Collected data
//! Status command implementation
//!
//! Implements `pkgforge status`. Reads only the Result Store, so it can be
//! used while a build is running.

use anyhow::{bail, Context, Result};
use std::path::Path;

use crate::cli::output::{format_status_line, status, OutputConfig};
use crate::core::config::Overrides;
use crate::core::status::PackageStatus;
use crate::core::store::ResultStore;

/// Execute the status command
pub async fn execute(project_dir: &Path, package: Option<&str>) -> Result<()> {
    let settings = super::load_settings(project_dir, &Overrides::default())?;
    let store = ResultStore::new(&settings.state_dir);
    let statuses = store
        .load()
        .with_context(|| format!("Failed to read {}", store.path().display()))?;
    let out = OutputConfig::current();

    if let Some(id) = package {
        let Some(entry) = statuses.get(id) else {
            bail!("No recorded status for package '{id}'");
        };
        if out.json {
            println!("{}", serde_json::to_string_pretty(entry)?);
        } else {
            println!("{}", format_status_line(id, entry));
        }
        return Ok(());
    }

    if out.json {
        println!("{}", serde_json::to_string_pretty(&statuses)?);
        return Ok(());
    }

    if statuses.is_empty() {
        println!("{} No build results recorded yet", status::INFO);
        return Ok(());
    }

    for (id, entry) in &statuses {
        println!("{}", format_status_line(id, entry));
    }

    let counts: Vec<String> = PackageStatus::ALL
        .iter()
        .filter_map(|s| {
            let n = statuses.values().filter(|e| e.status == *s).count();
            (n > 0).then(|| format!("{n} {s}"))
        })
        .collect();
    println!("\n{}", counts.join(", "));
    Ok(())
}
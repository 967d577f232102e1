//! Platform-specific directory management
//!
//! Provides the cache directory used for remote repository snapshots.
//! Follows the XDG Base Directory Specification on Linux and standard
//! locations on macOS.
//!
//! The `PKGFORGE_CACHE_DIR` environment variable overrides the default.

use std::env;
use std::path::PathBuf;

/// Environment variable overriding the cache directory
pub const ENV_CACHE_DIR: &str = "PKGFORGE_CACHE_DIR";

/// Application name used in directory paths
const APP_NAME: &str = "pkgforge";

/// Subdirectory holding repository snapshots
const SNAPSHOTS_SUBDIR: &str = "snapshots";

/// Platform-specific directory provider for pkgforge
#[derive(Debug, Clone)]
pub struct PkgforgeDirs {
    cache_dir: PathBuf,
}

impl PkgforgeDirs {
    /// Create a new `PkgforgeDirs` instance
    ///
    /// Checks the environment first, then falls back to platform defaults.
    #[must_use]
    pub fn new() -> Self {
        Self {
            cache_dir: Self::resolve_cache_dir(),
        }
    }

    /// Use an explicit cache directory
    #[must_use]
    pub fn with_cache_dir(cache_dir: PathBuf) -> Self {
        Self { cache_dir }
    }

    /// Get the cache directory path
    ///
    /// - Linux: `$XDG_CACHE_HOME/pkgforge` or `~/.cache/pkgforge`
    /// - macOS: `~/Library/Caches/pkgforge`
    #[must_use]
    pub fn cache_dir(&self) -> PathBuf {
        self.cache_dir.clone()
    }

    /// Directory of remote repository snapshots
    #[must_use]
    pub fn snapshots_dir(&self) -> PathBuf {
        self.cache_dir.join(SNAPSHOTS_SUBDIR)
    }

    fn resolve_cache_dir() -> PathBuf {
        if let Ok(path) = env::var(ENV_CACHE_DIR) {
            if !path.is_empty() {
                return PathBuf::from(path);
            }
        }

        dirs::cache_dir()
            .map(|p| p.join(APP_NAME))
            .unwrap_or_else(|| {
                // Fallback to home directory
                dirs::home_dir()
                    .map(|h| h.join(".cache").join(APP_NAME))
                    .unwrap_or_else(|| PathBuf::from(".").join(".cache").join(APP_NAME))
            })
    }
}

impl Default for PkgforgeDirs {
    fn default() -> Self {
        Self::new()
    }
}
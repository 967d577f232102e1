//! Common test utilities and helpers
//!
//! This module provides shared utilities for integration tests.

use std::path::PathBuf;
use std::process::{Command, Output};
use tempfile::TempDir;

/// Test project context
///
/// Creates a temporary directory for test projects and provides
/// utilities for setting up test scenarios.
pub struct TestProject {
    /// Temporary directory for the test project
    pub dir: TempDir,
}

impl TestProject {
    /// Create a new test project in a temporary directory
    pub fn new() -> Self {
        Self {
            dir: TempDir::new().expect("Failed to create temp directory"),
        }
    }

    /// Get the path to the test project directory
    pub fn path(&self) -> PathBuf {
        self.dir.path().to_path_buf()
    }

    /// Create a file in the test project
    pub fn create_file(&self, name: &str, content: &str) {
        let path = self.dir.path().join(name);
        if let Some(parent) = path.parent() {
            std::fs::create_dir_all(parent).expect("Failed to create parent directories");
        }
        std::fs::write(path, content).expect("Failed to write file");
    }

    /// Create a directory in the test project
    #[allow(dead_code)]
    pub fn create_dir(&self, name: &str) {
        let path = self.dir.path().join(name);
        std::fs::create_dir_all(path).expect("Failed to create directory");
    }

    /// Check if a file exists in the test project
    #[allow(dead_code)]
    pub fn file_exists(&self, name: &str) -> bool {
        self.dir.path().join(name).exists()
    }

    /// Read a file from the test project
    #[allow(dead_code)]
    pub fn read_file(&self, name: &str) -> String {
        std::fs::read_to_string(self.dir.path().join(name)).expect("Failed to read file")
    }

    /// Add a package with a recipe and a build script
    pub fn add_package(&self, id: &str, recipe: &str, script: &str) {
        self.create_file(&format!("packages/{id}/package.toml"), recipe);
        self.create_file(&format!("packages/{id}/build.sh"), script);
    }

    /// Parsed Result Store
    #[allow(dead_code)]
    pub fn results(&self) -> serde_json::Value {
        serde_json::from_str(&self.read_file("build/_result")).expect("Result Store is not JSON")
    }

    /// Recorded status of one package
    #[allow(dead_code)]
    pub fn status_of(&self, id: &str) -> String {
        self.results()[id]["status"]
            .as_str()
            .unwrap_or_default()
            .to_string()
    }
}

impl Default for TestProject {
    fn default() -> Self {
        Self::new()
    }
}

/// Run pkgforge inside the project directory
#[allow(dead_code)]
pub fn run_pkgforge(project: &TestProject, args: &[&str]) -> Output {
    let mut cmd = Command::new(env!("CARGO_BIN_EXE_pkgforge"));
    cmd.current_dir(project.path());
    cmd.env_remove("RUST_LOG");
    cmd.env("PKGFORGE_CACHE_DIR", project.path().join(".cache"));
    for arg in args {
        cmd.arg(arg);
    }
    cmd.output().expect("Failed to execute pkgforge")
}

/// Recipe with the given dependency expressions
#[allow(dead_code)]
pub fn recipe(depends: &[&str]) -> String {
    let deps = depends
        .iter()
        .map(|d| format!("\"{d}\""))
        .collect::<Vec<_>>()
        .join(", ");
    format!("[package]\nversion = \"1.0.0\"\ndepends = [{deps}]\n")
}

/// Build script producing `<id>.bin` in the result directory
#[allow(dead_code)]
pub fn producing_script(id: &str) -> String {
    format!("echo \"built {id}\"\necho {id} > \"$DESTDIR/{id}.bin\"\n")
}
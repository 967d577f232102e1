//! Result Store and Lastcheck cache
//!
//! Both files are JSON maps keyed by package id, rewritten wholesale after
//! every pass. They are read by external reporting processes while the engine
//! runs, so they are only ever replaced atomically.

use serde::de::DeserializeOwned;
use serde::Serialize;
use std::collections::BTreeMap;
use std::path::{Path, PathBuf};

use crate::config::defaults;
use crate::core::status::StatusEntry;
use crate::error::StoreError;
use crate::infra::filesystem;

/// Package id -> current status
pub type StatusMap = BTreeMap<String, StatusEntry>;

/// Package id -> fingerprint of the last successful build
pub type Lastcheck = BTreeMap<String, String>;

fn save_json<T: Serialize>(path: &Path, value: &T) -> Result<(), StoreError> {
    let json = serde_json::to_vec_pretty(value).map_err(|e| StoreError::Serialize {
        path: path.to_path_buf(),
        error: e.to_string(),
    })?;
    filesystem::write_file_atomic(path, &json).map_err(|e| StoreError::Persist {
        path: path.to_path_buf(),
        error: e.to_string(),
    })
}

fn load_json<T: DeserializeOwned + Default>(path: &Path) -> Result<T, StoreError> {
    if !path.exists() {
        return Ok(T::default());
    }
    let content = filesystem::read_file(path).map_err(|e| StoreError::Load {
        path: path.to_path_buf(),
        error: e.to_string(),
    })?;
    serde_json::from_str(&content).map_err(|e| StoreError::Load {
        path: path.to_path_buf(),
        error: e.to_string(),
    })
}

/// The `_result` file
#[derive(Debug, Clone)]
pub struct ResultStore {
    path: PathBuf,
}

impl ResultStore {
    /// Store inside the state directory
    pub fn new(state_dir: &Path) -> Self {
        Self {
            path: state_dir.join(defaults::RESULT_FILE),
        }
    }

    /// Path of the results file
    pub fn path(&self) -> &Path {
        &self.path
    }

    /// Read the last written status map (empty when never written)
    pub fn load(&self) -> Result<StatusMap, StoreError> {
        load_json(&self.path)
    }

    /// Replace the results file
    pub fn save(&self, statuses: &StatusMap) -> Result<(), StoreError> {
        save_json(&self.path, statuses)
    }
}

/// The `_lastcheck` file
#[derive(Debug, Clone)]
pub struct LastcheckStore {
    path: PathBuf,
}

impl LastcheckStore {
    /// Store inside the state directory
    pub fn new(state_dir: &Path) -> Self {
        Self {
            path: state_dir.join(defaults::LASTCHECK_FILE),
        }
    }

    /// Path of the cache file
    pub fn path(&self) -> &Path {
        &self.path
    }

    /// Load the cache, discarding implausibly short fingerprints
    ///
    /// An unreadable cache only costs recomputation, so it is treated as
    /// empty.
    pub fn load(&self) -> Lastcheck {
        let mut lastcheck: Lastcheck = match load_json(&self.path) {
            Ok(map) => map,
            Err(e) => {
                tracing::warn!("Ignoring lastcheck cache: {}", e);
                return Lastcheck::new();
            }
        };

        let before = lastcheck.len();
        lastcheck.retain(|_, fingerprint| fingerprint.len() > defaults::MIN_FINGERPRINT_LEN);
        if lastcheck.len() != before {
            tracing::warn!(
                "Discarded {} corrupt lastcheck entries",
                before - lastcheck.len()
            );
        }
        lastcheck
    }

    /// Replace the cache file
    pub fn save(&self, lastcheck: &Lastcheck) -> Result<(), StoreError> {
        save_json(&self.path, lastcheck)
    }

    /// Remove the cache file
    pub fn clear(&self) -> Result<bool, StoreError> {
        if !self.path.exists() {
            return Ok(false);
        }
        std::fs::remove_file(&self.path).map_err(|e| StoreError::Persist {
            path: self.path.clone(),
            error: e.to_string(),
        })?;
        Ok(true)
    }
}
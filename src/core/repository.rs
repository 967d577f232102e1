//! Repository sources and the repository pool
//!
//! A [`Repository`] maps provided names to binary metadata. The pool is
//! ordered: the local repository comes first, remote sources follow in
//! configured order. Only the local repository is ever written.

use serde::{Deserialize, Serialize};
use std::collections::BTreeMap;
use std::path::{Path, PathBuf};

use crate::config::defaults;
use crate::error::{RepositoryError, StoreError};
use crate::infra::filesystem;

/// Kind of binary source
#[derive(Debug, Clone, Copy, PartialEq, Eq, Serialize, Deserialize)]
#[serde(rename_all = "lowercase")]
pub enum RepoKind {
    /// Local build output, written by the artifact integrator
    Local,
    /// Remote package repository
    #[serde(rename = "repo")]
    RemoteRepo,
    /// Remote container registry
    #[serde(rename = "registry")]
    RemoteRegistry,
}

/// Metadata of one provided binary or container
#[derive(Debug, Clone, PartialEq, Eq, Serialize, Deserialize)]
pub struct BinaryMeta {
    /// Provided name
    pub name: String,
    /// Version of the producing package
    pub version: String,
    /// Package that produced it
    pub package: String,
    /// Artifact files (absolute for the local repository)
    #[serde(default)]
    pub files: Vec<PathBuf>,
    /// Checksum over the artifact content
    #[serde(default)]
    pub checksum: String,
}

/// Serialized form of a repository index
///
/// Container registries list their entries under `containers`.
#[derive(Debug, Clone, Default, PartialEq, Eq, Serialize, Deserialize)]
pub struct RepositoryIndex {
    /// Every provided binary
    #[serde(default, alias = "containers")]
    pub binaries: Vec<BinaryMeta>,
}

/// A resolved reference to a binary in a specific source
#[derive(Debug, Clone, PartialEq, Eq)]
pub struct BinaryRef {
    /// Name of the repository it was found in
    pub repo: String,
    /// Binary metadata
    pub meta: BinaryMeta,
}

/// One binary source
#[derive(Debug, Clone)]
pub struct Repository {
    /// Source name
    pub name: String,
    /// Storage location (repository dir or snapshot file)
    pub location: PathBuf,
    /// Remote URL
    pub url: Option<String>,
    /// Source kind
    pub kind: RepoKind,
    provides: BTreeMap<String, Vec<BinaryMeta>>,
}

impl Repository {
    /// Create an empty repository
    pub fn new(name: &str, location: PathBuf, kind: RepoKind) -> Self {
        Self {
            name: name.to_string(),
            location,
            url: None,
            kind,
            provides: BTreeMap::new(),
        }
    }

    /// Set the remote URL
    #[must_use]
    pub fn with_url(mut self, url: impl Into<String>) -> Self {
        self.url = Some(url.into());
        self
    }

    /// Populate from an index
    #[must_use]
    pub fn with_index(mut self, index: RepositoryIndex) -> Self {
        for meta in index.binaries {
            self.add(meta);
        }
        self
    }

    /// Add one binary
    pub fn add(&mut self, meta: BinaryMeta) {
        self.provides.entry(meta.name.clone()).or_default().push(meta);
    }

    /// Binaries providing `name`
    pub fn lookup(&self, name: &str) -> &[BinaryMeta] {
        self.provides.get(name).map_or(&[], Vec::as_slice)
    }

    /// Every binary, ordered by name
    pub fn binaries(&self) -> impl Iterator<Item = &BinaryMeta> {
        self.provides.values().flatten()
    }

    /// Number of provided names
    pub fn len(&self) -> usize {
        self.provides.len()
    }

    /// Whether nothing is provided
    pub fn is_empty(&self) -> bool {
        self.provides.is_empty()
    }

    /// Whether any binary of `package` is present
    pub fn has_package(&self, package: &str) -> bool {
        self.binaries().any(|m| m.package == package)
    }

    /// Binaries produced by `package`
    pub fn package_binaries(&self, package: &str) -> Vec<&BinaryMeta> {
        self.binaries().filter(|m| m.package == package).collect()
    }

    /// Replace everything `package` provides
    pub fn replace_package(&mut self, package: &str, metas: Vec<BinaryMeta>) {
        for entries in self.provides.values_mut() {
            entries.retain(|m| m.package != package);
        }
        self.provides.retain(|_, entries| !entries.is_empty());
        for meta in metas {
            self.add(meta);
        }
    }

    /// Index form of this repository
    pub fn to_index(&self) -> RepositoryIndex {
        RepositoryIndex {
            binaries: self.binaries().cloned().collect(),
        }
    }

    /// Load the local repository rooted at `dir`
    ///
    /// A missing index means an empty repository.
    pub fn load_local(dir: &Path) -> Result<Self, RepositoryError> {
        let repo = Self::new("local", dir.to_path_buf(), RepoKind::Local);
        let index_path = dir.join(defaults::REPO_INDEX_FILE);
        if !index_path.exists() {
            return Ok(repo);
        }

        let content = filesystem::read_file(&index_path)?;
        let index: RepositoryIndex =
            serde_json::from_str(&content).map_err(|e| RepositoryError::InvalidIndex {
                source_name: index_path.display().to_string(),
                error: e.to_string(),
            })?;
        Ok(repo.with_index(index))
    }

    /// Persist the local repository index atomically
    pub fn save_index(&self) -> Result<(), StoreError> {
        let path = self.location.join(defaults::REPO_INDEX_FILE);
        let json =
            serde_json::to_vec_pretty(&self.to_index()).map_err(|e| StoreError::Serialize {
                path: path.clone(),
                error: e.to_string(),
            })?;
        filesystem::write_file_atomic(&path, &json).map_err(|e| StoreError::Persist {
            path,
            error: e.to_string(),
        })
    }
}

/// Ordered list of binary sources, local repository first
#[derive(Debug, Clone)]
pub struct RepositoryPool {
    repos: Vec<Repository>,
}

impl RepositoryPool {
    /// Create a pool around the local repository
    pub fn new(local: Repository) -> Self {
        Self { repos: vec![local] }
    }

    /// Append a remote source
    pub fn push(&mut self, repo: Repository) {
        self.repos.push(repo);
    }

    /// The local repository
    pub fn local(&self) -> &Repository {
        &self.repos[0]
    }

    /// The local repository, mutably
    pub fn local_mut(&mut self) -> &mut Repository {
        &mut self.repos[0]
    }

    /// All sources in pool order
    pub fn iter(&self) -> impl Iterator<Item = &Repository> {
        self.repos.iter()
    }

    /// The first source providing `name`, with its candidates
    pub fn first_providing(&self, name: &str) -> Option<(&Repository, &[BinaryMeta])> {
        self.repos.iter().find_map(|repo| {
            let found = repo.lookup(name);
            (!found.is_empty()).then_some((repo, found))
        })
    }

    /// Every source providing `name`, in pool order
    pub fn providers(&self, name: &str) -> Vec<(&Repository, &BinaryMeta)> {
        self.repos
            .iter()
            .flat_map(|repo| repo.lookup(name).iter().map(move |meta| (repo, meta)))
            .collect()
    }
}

■ WHAT YOU HAVE TO DO
Gather and copy every line of the data in which the string "RepositoryError" is found.

■ OUTPUT OF THE EXERCISE
use crate::error::{RepositoryError, StoreError};
    pub fn load_local(dir: &Path) -> Result<Self, RepositoryError> {
            serde_json::from_str(&content).map_err(|e| RepositoryError::InvalidIndex {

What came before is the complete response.